■ Aim of the task: Your answer must consist of exactly the lines below, starting with the line with "at the leaves." and going on through the line with "return false;", and nothing else.

^^^^^^^^^^^^^^^^

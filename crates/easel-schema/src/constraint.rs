//! Layout constraints relative to the containing frame.

use serde::{Deserialize, Serialize};

/// Vertical constraint of a node relative to its containing frame.
#[derive(Debug, Clone, Copy, PartialEq, Eq, Deserialize, Serialize)]
#[serde(rename_all = "SCREAMING_SNAKE_CASE")]
pub enum LayoutConstraintVertical {
    /// Node is laid out relative to top of the containing frame
    Top,
    /// Node is laid out relative to bottom of the containing frame
    Bottom,
    /// Node is vertically centered relative to containing frame
    Center,
    /// Both top and bottom of node are constrained relative to containing
    /// frame (node stretches with frame)
    TopBottom,
    /// Node scales vertically with containing frame
    Scale,
}

/// Horizontal constraint of a node relative to its containing frame.
#[derive(Debug, Clone, Copy, PartialEq, Eq, Deserialize, Serialize)]
#[serde(rename_all = "SCREAMING_SNAKE_CASE")]
pub enum LayoutConstraintHorizontal {
    /// Node is laid out relative to left of the containing frame
    Left,
    /// Node is laid out relative to right of the containing frame
    Right,
    /// Node is horizontally centered relative to containing frame
    Center,
    /// Both left and right of node are constrained relative to containing
    /// frame (node stretches with frame)
    LeftRight,
    /// Node scales horizontally with containing frame
    Scale,
}

/// Layout constraint relative to the containing frame.
///
/// [Figma documentation](https://www.figma.com/developers/api#layoutconstraint-type)
#[derive(Debug, Clone, Copy, PartialEq, Eq, Deserialize, Serialize)]
pub struct LayoutConstraint {
    pub vertical: LayoutConstraintVertical,
    pub horizontal: LayoutConstraintHorizontal,
}
//! A nested name tree for grouping generated entries.
//!
//! Generators place each entry at a path derived from node or style names.
//! The tree rejects inserts that would overwrite an existing entry or
//! descend through a leaf, so the first definition of a path always wins
//! and callers can report the collision.

use std::hash::Hash;

use indexmap::{IndexMap, map::Entry};
use serde::Serialize;

/// A tree of named branches with values at the leaves.
///
/// Serializes transparently: branches become JSON objects and leaves
/// become their value.
#[derive(Debug, Serialize)]
#[serde(untagged)]
pub enum NameTree<K: Eq + Hash, V> {
    /// An inner grouping level keyed by name.
    Branch(IndexMap<K, NameTree<K, V>>),
    /// A generated entry.
    Leaf(V),
}

impl<K: Eq + Hash + Clone, V> NameTree<K, V> {
    /// Creates an empty branch to serve as the tree root.
    pub fn branch() -> Self {
        NameTree::Branch(IndexMap::new())
    }

    /// Inserts `value` at `path`, creating intermediate branches as needed.
    ///
    /// Returns `false` without modifying the tree when the path is empty,
    /// already occupied, or passes through an existing leaf.
    pub fn insert(&mut self, path: &[K], value: V) -> bool {
        match self {
            NameTree::Branch(map) => {
                let Some((head, rest)) = path.split_first() else {
                    return false;
                };
                if rest.is_empty() {
                    match map.entry(head.clone()) {
                        Entry::Occupied(_) => false,
                        Entry::Vacant(vacancy) => {
                            vacancy.insert(NameTree::Leaf(value));
                            true
                        }
                    }
                } else {
                    map.entry(head.clone())
                        .or_insert_with(NameTree::branch)
                        .insert(rest, value)
                }
            }
            NameTree::Leaf(..) => false,
        }
    }
}

#[cfg(test)]
mod tests {
    use super::*;

    fn path(segments: &[&str]) -> Vec<String> {
        segments.iter().map(|s| s.to_string()).collect()
    }

    #[test]
    fn test_insert_creates_intermediate_branches() {
        let mut tree: NameTree<String, u32> = NameTree::branch();
        assert!(tree.insert(&path(&["size", "small"]), 16));
        assert!(tree.insert(&path(&["size", "large"]), 44));

        let json = serde_json::to_value(&tree).expect("serializable");
        assert_eq!(json["size"]["small"], 16);
        assert_eq!(json["size"]["large"], 44);
    }

    #[test]
    fn test_first_definition_wins() {
        let mut tree: NameTree<String, u32> = NameTree::branch();
        assert!(tree.insert(&path(&["size", "small"]), 16));
        assert!(!tree.insert(&path(&["size", "small"]), 20));

        let json = serde_json::to_value(&tree).expect("serializable");
        assert_eq!(json["size"]["small"], 16);
    }

    #[test]
    fn test_insert_cannot_descend_through_a_leaf() {
        let mut tree: NameTree<String, u32> = NameTree::branch();
        assert!(tree.insert(&path(&["size"]), 16));
        assert!(!tree.insert(&path(&["size", "small"]), 20));
    }

    #[test]
    fn test_empty_path_is_rejected() {
        let mut tree: NameTree<String, u32> = NameTree::branch();
        assert!(!tree.insert(&[], 16));
    }
}
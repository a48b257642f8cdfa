//! Spacing tokens: the four auto-layout paddings of a reference frame.

use serde::Serialize;
use serde_json::json;

use easel_schema::node::Node;

#[derive(Debug, Serialize)]
struct Direction<'a> {
    value: f64,
    r#type: &'a str,
    unit: &'a str,
}

#[derive(Debug, Serialize)]
#[serde(rename_all = "camelCase")]
struct SpacingToken<'a> {
    category: &'a str,
    export_key: &'a str,
    top: Direction<'a>,
    right: Direction<'a>,
    bottom: Direction<'a>,
    left: Direction<'a>,
}

pub(crate) fn as_spacing_token(node: &Node) -> Option<serde_json::Value> {
    Some(json!(SpacingToken {
        category: "spacing",
        export_key: "spacing",
        top: Direction {
            value: node.padding_top(),
            r#type: "number",
            unit: "pixel"
        },
        right: Direction {
            value: node.padding_right(),
            r#type: "number",
            unit: "pixel"
        },
        bottom: Direction {
            value: node.padding_bottom(),
            r#type: "number",
            unit: "pixel"
        },
        left: Direction {
            value: node.padding_left(),
            r#type: "number",
            unit: "pixel"
        },
    }))
}
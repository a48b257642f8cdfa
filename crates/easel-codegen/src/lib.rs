//! # Easel Codegen
//!
//! Generators that turn a decoded Figma file into design-system artifacts:
//!
//! - [`write_design_tokens`] - nested design-token JSON extracted from
//!   `_tokens`-marked subtrees and the file-level style table
//! - [`write_component_interfaces`] - TypeScript namespace and interface
//!   declarations for the component variant space
//! - [`write_component_props`] - the variant constant table plus literal
//!   types indexing into it
//!
//! All generators walk the tree through
//! [`Node::depth_first_stack_iter`](easel_schema::node::Node::depth_first_stack_iter),
//! report content problems as [`error::Diagnostic`]s without aborting, and
//! write UTF-8 text to any [`std::io::Write`] sink.

pub mod error;
pub mod variants;

mod emit;
mod identifier;
mod interfaces;
mod props;
mod tokens;
mod tree;

pub use identifier::to_identifier;
pub use interfaces::write_component_interfaces;
pub use props::{PropsOptions, write_component_props};
pub use tokens::{TokenOptions, write_design_tokens};
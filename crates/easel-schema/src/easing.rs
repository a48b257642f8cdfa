//! Prototyping transition easing curves.

use serde::{Deserialize, Serialize};

/// Animation easing curves for prototyping transitions.
///
/// [Figma documentation](https://www.figma.com/developers/api#easingtype-type)
#[derive(Debug, Clone, Copy, PartialEq, Eq, Deserialize, Serialize)]
#[serde(rename_all = "SCREAMING_SNAKE_CASE")]
pub enum EasingType {
    /// No easing, similar to CSS linear
    Linear,
    /// Ease in with an animation curve similar to CSS ease-in
    EaseIn,
    /// Ease out with an animation curve similar to CSS ease-out
    EaseOut,
    /// Ease in and then out with an animation curve similar to CSS ease-in-out
    EaseInAndOut,
    EaseInBack,
    EaseOutBack,
    EaseInAndOutBack,
    CustomBezier,
    Gentle,
    Quick,
    Bouncy,
    Slow,
    CustomSpring,
}

#[cfg(test)]
mod tests {
    use super::*;

    #[test]
    fn test_easing_wire_tags() {
        assert_eq!(
            serde_json::to_string(&EasingType::EaseInAndOut).expect("serializable"),
            r#""EASE_IN_AND_OUT""#
        );
        let parsed: EasingType =
            serde_json::from_str(r#""CUSTOM_BEZIER""#).expect("known tag");
        assert_eq!(parsed, EasingType::CustomBezier);
    }

    #[test]
    fn test_unknown_easing_tag_is_an_error() {
        assert!(serde_json::from_str::<EasingType>(r#""EASE_SIDEWAYS""#).is_err());
    }
}
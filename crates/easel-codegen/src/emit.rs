//! Shared helpers for TypeScript text emission.

use std::io::{self, Write};

use crate::error::CodegenError;

/// Writes two-space indentation at the given depth.
pub(crate) fn indent<W: Write>(out: &mut W, indentation: u16) -> io::Result<()> {
    for _ in 0..indentation {
        write!(out, "  ")?;
    }
    Ok(())
}

/// A name as a double-quoted TypeScript string literal.
pub(crate) fn json_quoted(raw: &str) -> Result<String, CodegenError> {
    Ok(serde_json::to_string(raw)?)
}
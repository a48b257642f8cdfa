//! Basic geometric types used throughout the document model.

use serde::{Deserialize, Serialize};

/// A 2D point or offset.
///
/// [Figma documentation](https://www.figma.com/developers/api#vector-type)
#[derive(Debug, Clone, Copy, PartialEq, Deserialize, Serialize)]
pub struct Vector {
    pub x: f64,
    pub y: f64,
}

/// An axis-aligned bounding box in absolute coordinates.
///
/// The API omits individual fields for nodes with indeterminate bounds
/// (for example, empty frames), so every field is optional.
///
/// [Figma documentation](https://www.figma.com/developers/api#rectangle-type)
#[derive(Debug, Clone, Copy, PartialEq, Deserialize, Serialize)]
pub struct Rectangle {
    pub x: Option<f64>,
    pub y: Option<f64>,
    pub width: Option<f64>,
    pub height: Option<f64>,
}
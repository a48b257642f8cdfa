//! TypeScript declarations for the component variant space.
//!
//! Every component set becomes an `export interface` with one member per
//! variant property; the document hierarchy above it becomes nested
//! `namespace` blocks. Value sets of exactly `True`/`False` collapse to
//! `boolean`, all-numeric sets to numeric literal unions, and everything
//! else to string literal unions.

use std::io::Write;

use indexmap::{IndexMap, IndexSet};
use log::debug;

use easel_schema::{
    file::File,
    node::NodeType,
};

use crate::{
    emit::{indent, json_quoted},
    error::{CodegenError, Diagnostic, DiagnosticCollector, ErrorCode},
    identifier::to_identifier,
    tree::NameTree,
    variants::variant_properties,
};

type Properties<'a> = IndexMap<&'a str, IndexSet<&'a str>>;

/// Emits TypeScript namespace and interface declarations for every
/// component set in `file`.
///
/// # Errors
///
/// Returns [`CodegenError`] when the sink fails or a name cannot become a
/// TypeScript identifier.
pub fn write_component_interfaces<W: Write>(
    file: &File,
    out: &mut W,
) -> Result<Vec<Diagnostic>, CodegenError> {
    let mut collector = DiagnosticCollector::new();
    let mut tree: NameTree<&str, Properties<'_>> = NameTree::branch();

    for (node, stack) in file.document.depth_first_stack_iter() {
        if node.r#type != NodeType::ComponentSet {
            continue;
        }
        let path: Vec<&str> = stack[1..].iter().map(|n| n.name.trim()).collect();
        if !tree.insert(&path, variant_properties(node)) {
            collector.push(
                Diagnostic::warning(format!(
                    "duplicate component path \"{}\"",
                    path.join("/")
                ))
                .with_code(ErrorCode::E101)
                .with_path(stack.iter().map(|n| n.name.clone()))
                .with_help("the first component set wins; rename or move one of them"),
            );
        }
    }

    write_tree(&tree, out, 0)?;

    debug!(diagnostics = collector.len(); "Component interfaces written");
    Ok(collector.into_diagnostics())
}

fn write_tree<W: Write>(
    tree: &NameTree<&str, Properties<'_>>,
    out: &mut W,
    indentation: u16,
) -> Result<(), CodegenError> {
    match tree {
        NameTree::Branch(mapping) => {
            for (i, (&key, value)) in mapping.iter().enumerate() {
                if i != 0 {
                    writeln!(out)?;
                }
                indent(out, indentation)?;
                writeln!(
                    out,
                    "{} {} {{",
                    match value {
                        NameTree::Branch(_) => "namespace",
                        NameTree::Leaf(_) => "export interface",
                    },
                    to_identifier(key, true)?
                )?;
                write_tree(value, out, indentation + 1)?;
                indent(out, indentation)?;
                writeln!(out, "}}")?;
            }
        }
        NameTree::Leaf(properties) => {
            for (&key, values) in properties.iter() {
                indent(out, indentation)?;
                write!(out, "{}: ", to_identifier(key, false)?)?;
                write_union(values, out)?;
                writeln!(out, ",")?;
            }
        }
    }
    Ok(())
}

fn write_union<W: Write>(values: &IndexSet<&str>, out: &mut W) -> Result<(), CodegenError> {
    if values.contains("True") && values.contains("False") && values.len() == 2 {
        write!(out, "boolean")?;
    } else if let Ok(numbers) = values
        .iter()
        .map(|&v| v.parse::<f64>())
        .collect::<Result<Vec<f64>, _>>()
    {
        for (i, number) in numbers.iter().enumerate() {
            if i != 0 {
                write!(out, " | ")?;
            }
            write!(out, "{number}")?;
        }
    } else {
        for (i, &value) in values.iter().enumerate() {
            if i != 0 {
                write!(out, " | ")?;
            }
            write!(out, "{}", json_quoted(value)?)?;
        }
    }
    Ok(())
}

^^^^^^^^^^^^^^^^

■ Response area:
/// A tree of named branches with values at the leaves.
///
/// Serializes transparently: branches become JSON objects and leaves
/// become their value.
#[derive(Debug, Serialize)]
#[serde(untagged)]
pub enum NameTree<K: Eq + Hash, V> {
    /// An inner grouping level keyed by name.
    Branch(IndexMap<K, NameTree<K, V>>),
    /// A generated entry.
    Leaf(V),
}

impl<K: Eq + Hash + Clone, V> NameTree<K, V> {
    /// Creates an empty branch to serve as the tree root.
    pub fn branch() -> Self {
        NameTree::Branch(IndexMap::new())
    }

    /// Inserts `value` at `path`, creating intermediate branches as needed.
    ///
    /// Returns `false` without modifying the tree when the path is empty,
    /// already occupied, or passes through an existing leaf.
    pub fn insert(&mut self, path: &[K], value: V) -> bool {
        match self {
            NameTree::Branch(map) => {
                let Some((head, rest)) = path.split_first() else {
                    return false;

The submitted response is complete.